## INSTRUCTIONS FOR THE TASK
For every line in the data below that contains "Level", copy the line.

## Source data
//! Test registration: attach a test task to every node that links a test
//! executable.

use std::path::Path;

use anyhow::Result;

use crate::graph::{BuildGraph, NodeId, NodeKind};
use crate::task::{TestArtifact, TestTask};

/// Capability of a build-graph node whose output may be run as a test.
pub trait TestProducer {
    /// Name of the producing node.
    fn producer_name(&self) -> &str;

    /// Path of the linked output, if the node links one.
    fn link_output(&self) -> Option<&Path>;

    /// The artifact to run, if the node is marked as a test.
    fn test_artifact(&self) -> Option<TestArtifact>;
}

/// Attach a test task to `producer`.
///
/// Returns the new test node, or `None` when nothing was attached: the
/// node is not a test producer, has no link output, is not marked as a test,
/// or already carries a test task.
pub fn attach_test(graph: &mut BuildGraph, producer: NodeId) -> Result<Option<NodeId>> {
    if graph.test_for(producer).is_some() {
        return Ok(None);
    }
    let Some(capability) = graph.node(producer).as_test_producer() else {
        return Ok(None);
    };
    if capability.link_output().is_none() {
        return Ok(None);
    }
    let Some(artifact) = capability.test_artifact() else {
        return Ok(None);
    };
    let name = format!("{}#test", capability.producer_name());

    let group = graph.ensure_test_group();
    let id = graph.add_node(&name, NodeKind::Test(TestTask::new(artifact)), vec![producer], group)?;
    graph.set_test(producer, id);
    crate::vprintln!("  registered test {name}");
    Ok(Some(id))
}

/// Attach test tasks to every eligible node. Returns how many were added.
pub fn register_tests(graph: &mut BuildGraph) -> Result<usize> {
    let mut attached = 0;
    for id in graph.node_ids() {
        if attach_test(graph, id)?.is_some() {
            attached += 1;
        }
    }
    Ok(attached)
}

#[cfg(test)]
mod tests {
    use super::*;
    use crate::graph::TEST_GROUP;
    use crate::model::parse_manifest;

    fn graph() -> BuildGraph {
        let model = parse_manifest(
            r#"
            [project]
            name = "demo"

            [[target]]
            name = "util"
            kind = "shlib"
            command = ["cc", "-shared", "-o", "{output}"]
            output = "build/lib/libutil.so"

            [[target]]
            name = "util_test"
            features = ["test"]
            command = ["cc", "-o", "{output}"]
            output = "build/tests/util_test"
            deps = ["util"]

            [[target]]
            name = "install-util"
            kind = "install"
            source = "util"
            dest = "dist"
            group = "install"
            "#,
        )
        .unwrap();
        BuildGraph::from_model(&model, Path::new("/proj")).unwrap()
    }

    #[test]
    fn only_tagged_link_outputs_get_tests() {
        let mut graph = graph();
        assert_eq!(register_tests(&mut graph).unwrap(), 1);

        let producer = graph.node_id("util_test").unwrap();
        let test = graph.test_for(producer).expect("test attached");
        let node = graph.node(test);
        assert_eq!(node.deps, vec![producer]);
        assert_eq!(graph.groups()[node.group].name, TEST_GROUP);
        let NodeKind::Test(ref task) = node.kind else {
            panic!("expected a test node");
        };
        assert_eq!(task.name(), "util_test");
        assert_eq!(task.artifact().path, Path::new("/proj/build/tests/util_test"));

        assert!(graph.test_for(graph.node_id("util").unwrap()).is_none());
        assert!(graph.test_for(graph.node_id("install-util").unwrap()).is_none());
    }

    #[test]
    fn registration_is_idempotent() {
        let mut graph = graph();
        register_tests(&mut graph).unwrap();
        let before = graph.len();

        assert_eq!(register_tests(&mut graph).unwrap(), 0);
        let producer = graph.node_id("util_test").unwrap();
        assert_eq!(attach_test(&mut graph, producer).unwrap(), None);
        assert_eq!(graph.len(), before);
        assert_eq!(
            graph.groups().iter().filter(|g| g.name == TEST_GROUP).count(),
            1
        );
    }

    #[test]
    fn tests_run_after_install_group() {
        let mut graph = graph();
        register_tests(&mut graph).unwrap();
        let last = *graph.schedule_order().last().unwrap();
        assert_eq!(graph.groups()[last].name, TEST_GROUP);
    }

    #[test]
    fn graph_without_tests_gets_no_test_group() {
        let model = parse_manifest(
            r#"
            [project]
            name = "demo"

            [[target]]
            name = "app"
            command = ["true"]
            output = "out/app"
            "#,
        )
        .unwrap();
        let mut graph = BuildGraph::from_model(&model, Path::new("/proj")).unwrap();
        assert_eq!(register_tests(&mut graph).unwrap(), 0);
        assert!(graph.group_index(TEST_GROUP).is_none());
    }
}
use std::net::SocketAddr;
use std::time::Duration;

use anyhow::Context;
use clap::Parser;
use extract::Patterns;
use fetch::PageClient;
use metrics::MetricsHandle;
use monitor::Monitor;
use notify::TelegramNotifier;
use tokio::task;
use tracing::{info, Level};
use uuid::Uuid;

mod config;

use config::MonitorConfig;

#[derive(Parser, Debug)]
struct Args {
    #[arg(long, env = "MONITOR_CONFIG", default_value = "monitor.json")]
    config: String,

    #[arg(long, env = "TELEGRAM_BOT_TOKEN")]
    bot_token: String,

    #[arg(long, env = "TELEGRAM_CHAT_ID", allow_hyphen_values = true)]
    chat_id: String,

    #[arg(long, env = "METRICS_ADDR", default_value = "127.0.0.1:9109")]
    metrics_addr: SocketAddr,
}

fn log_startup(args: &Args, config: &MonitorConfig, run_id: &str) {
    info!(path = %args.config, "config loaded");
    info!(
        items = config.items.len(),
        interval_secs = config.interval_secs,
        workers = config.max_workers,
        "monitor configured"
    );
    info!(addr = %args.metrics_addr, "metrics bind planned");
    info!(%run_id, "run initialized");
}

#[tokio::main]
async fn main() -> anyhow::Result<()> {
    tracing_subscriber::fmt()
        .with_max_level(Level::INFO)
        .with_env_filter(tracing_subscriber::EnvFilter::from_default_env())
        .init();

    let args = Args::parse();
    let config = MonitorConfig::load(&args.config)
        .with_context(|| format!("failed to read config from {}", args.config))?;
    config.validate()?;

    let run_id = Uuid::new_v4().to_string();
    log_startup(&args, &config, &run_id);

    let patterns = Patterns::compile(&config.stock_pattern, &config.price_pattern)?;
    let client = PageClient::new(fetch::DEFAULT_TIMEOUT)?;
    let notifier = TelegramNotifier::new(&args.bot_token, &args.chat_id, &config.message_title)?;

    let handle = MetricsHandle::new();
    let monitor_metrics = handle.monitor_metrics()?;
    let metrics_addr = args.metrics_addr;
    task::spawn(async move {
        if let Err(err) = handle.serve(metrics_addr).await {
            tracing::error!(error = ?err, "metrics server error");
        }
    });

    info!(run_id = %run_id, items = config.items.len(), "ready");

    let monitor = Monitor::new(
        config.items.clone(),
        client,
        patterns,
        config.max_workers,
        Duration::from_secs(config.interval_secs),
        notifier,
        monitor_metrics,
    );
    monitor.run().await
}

## TASK RESULT
use tracing::{info, Level};
        .with_max_level(Level::INFO)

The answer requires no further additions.